As of 2026, the federal government has fined 27 hospitals for violating the Hospital Price Transparency Rule, with penalties totaling well over $5 million since enforcement began in June 2022. The Centers for Medicare and Medicaid Services (CMS) accelerated its enforcement in 2025, issuing 10 fines in a single year, more than any previous year, and overhauled the rules again in 2026 to close loopholes hospitals had been exploiting for years.
Quick Answer: CMS has fined 27 hospitals for price transparency violations since 2022, with 2025 seeing the most enforcement activity (10 fines). The largest single fine was $979,000 (UF Health North, Jacksonville FL). As of April 2026, new rules require hospitals to publish actual claims-based pricing data instead of placeholder estimates, and a senior executive must attest in writing that the data is accurate.
For patients, this matters beyond the headlines. Hospital price data is now more accurate than ever, and tools like the CoveredUSA Bill Analyzer use this data to flag whether what your hospital billed you matches what they're legally required to disclose.
Why Hospitals Are Required to Post Prices
The Hospital Price Transparency Rule took effect January 1, 2021, requiring every U.S. hospital to publish two sets of pricing data:
- A machine-readable file (MRF): a comprehensive data file listing standard charges for all items and services
- A consumer-friendly shoppable services list: 300 common services displayed in plain language
The rule was enacted under the 2019 Executive Order on Improving Price and Quality Transparency in American Healthcare. Congress later reinforced it through the Consolidated Appropriations Act of 2021.
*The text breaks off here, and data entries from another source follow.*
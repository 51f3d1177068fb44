//! SurrealDB implementation of [`ItemRepository`].
//!
//! Rating statistics are folded in with store-level atomic adds
//! (`rating_count += 1`, `rating_sum += $delta`), never by rewriting the
//! whole record, so concurrent submissions for the same item cannot lose
//! updates. The derived average is refreshed in a separate step that
//! reads the post-increment counters.

use chrono::{DateTime, Utc};
use rankit_core::error::RankResult;
use rankit_core::models::item::{CreateItem, Item, SortKey};
use rankit_core::models::rating::RatingChange;
use rankit_core::repository::{ItemRepository, Pagination};
use serde::Deserialize;
use surrealdb::{Connection, Surreal};
use uuid::Uuid;

use crate::error::DbError;
use crate::repository::{CountRow, parse_uuid, with_conflict_retry};

/// DB-side row struct for queries where the UUID is already known.
#[derive(Debug, Deserialize)]
struct ItemRow {
    group_id: String,
    name: String,
    description: String,
    added_by: String,
    rating_count: u64,
    rating_sum: i64,
    avg_rating: f64,
    created_at: DateTime<Utc>,
}

impl ItemRow {
    fn into_item(self, id: Uuid) -> Result<Item, DbError> {
        Ok(Item {
            id,
            group_id: parse_uuid(&self.group_id, "group")?,
            name: self.name,
            description: self.description,
            added_by: parse_uuid(&self.added_by, "user")?,
            rating_count: self.rating_count,
            rating_sum: self.rating_sum,
            avg_rating: self.avg_rating,
            created_at: self.created_at,
        })
    }
}

/// DB-side row struct that includes the record ID via `meta::id(id)`.
#[derive(Debug, Deserialize)]
struct ItemRowWithId {
    record_id: String,
    group_id: String,
    name: String,
    description: String,
    added_by: String,
    rating_count: u64,
    rating_sum: i64,
    avg_rating: f64,
    created_at: DateTime<Utc>,
}

impl ItemRowWithId {
    fn try_into_item(self) -> Result<Item, DbError> {
        let id = parse_uuid(&self.record_id, "item")?;
        Ok(Item {
            id,
            group_id: parse_uuid(&self.group_id, "group")?,
            name: self.name,
            description: self.description,
            added_by: parse_uuid(&self.added_by, "user")?,
            rating_count: self.rating_count,
            rating_sum: self.rating_sum,
            avg_rating: self.avg_rating,
            created_at: self.created_at,
        })
    }
}

#[derive(Debug, Deserialize)]
struct StatsRow {
    rating_count: u64,
    rating_sum: i64,
}

#[derive(Debug, Deserialize)]
struct IdRow {
    record_id: String,
}

/// SurrealDB implementation of the Item repository.
#[derive(Clone)]
pub struct SurrealItemRepository<C: Connection> {
    db: Surreal<C>,
}

impl<C: Connection> SurrealItemRepository<C> {
    pub fn new(db: Surreal<C>) -> Self {
        Self { db }
    }
}

impl<C: Connection> ItemRepository for SurrealItemRepository<C> {
    async fn create(&self, input: CreateItem) -> RankResult<Item> {
        let id = Uuid::new_v4();
        let id_str = id.to_string();

        let mut result = self
            .db
            .query(
                "CREATE type::thing('item', $id) SET \
                 group_id = $group_id, \
                 name = $name, description = $description, \
                 added_by = $added_by, \
                 rating_count = 0, rating_sum = 0, avg_rating = 0.0",
            )
            .bind(("id", id_str.clone()))
            .bind(("group_id", input.group_id.to_string()))
            .bind(("name", input.name))
            .bind(("description", input.description))
            .bind(("added_by", input.added_by.to_string()))
            .await
            .map_err(DbError::from)?
            .check()
            .map_err(DbError::from)?;

        let rows: Vec<ItemRow> = result.take(0).map_err(DbError::from)?;
        let row = rows.into_iter().next().ok_or_else(|| DbError::NotFound {
            entity: "item".into(),
            id: id_str,
        })?;

        Ok(row.into_item(id)?)
    }

    async fn get_by_id(&self, id: Uuid) -> RankResult<Item> {
        let id_str = id.to_string();

        let mut result = self
            .db
            .query("SELECT * FROM type::thing('item', $id)")
            .bind(("id", id_str.clone()))
            .await
            .map_err(DbError::from)?;

        let rows: Vec<ItemRow> = result.take(0).map_err(DbError::from)?;
        let row = rows.into_iter().next().ok_or_else(|| DbError::NotFound {
            entity: "item".into(),
            id: id_str,
        })?;

        Ok(row.into_item(id)?)
    }

    async fn update(&self, id: Uuid, name: String, description: String) -> RankResult<Item> {
        let id_str = id.to_string();

        let mut result = self
            .db
            .query(
                "UPDATE type::thing('item', $id) SET \
                 name = $name, description = $description",
            )
            .bind(("id", id_str.clone()))
            .bind(("name", name))
            .bind(("description", description))
            .await
            .map_err(DbError::from)?;

        let rows: Vec<ItemRow> = result.take(0).map_err(DbError::from)?;
        let row = rows.into_iter().next().ok_or_else(|| DbError::NotFound {
            entity: "item".into(),
            id: id_str,
        })?;

        Ok(row.into_item(id)?)
    }

    async fn list_by_group(&self, group_id: Uuid, sort: SortKey) -> RankResult<Vec<Item>> {
        // Creation order is the stable tiebreak for equal ratings, so
        // equal items keep a deterministic leaderboard position.
        let order = match sort {
            SortKey::Rating => "avg_rating DESC, rating_count DESC, created_at ASC",
            SortKey::New => "created_at DESC",
            SortKey::Name => "name ASC",
        };

        let query = format!(
            "SELECT meta::id(id) AS record_id, * FROM item \
             WHERE group_id = $group_id \
             ORDER BY {order}"
        );

        let mut result = self
            .db
            .query(query)
            .bind(("group_id", group_id.to_string()))
            .await
            .map_err(DbError::from)?;

        let rows: Vec<ItemRowWithId> = result.take(0).map_err(DbError::from)?;
        let items = rows
            .into_iter()
            .map(|row| row.try_into_item())
            .collect::<Result<Vec<_>, DbError>>()?;

        Ok(items)
    }

    async fn list_ids(&self, pagination: Pagination) -> RankResult<Vec<Uuid>> {
        let mut result = self
            .db
            .query(
                "SELECT meta::id(id) AS record_id, created_at FROM item \
                 ORDER BY created_at ASC \
                 LIMIT $limit START $offset",
            )
            .bind(("limit", pagination.limit))
            .bind(("offset", pagination.offset))
            .await
            .map_err(DbError::from)?;

        let rows: Vec<IdRow> = result.take(0).map_err(DbError::from)?;
        let ids = rows
            .iter()
            .map(|row| parse_uuid(&row.record_id, "item"))
            .collect::<Result<Vec<_>, DbError>>()?;

        Ok(ids)
    }

    async fn apply_rating(&self, id: Uuid, change: RatingChange) -> RankResult<()> {
        let id_str = id.to_string();

        // Concurrent submissions for one item contend on its record, so
        // the store's retryable conflict is retried here.
        let updated: Vec<ItemRow> = with_conflict_retry(|| {
            let db = self.db.clone();
            let id = id_str.clone();
            Box::pin(async move {
                let mut result = match change.previous {
                    // First rating: count and sum move together in one
                    // atomic add.
                    None => {
                        db.query(
                            "UPDATE type::thing('item', $id) SET \
                             rating_count += 1, rating_sum += $score",
                        )
                        .bind(("id", id))
                        .bind(("score", change.score as i64))
                        .await?
                    }
                    // Resubmission: only the sum shifts, by (new - old).
                    Some(previous) => {
                        db.query("UPDATE type::thing('item', $id) SET rating_sum += $delta")
                            .bind(("id", id))
                            .bind(("delta", change.score as i64 - previous as i64))
                            .await?
                    }
                };
                Ok(result.take(0)?)
            })
        })
        .await?;

        if updated.is_empty() {
            return Err(DbError::NotFound {
                entity: "item".into(),
                id: id_str,
            }
            .into());
        }

        Ok(())
    }

    async fn refresh_average(&self, id: Uuid) -> RankResult<Item> {
        let id_str = id.to_string();

        // Read the post-increment counters, then write the average. Not
        // atomic with the increment; concurrent refreshes converge. The
        // whole read-then-write retries as a unit on a write conflict so
        // the rewritten average reflects a fresh read.
        let rows: Vec<ItemRow> = with_conflict_retry(|| {
            let db = self.db.clone();
            let id = id_str.clone();
            Box::pin(async move {
                let mut result = db
                    .query("SELECT rating_count, rating_sum FROM type::thing('item', $id)")
                    .bind(("id", id.clone()))
                    .await?;

                let stats: Vec<StatsRow> = result.take(0)?;
                let stats = stats.into_iter().next().ok_or_else(|| DbError::NotFound {
                    entity: "item".into(),
                    id: id.clone(),
                })?;

                let avg = Item::average(stats.rating_sum, stats.rating_count);

                let mut result = db
                    .query("UPDATE type::thing('item', $id) SET avg_rating = $avg")
                    .bind(("id", id))
                    .bind(("avg", avg))
                    .await?;
                Ok(result.take(0)?)
            })
        })
        .await?;
        let row = rows.into_iter().next().ok_or_else(|| DbError::NotFound {
            entity: "item".into(),
            id: id_str,
        })?;

        Ok(row.into_item(id)?)
    }

    async fn set_stats(&self, id: Uuid, rating_count: u64, rating_sum: i64) -> RankResult<()> {
        let id_str = id.to_string();
        let avg = Item::average(rating_sum, rating_count);

        let updated: Vec<ItemRow> = with_conflict_retry(|| {
            let db = self.db.clone();
            let id = id_str.clone();
            Box::pin(async move {
                let mut result = db
                    .query(
                        "UPDATE type::thing('item', $id) SET \
                         rating_count = $count, rating_sum = $sum, avg_rating = $avg",
                    )
                    .bind(("id", id))
                    .bind(("count", rating_count))
                    .bind(("sum", rating_sum))
                    .bind(("avg", avg))
                    .await?;
                Ok(result.take(0)?)
            })
        })
        .await?;
        if updated.is_empty() {
            return Err(DbError::NotFound {
                entity: "item".into(),
                id: id_str,
            }
            .into());
        }

        Ok(())
    }

    async fn delete(&self, id: Uuid) -> RankResult<()> {
        self.db
            .query("DELETE type::thing('item', $id)")
            .bind(("id", id.to_string()))
            .await
            .map_err(DbError::from)?
            .check()
            .map_err(DbError::from)?;

        Ok(())
    }

    async fn delete_by_group(&self, group_id: Uuid) -> RankResult<u64> {
        let group_str = group_id.to_string();

        let mut result = self
            .db
            .query("SELECT count() AS total FROM item WHERE group_id = $group_id GROUP ALL")
            .query("DELETE item WHERE group_id = $group_id")
            .bind(("group_id", group_str))
            .await
            .map_err(DbError::from)?
            .check()
            .map_err(DbError::from)?;

        let count_rows: Vec<CountRow> = result.take(0).map_err(DbError::from)?;
        Ok(count_rows.first().map(|r| r.total).unwrap_or(0))
    }
}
The goal is straightforward: before hospitals could hide prices behind contracts, making it nearly impossible for patients to comparison-shop or verify their bills. The rule aims to end that.
According to CMS.gov, hospitals must post:
- Gross charges
- Discounted cash prices
- Payer-specific negotiated charges
- De-identified minimum and maximum negotiated charges
Failure to comply triggers a correction action plan (CAP) and, if the hospital still doesn't fix the problem, a civil monetary penalty (CMP).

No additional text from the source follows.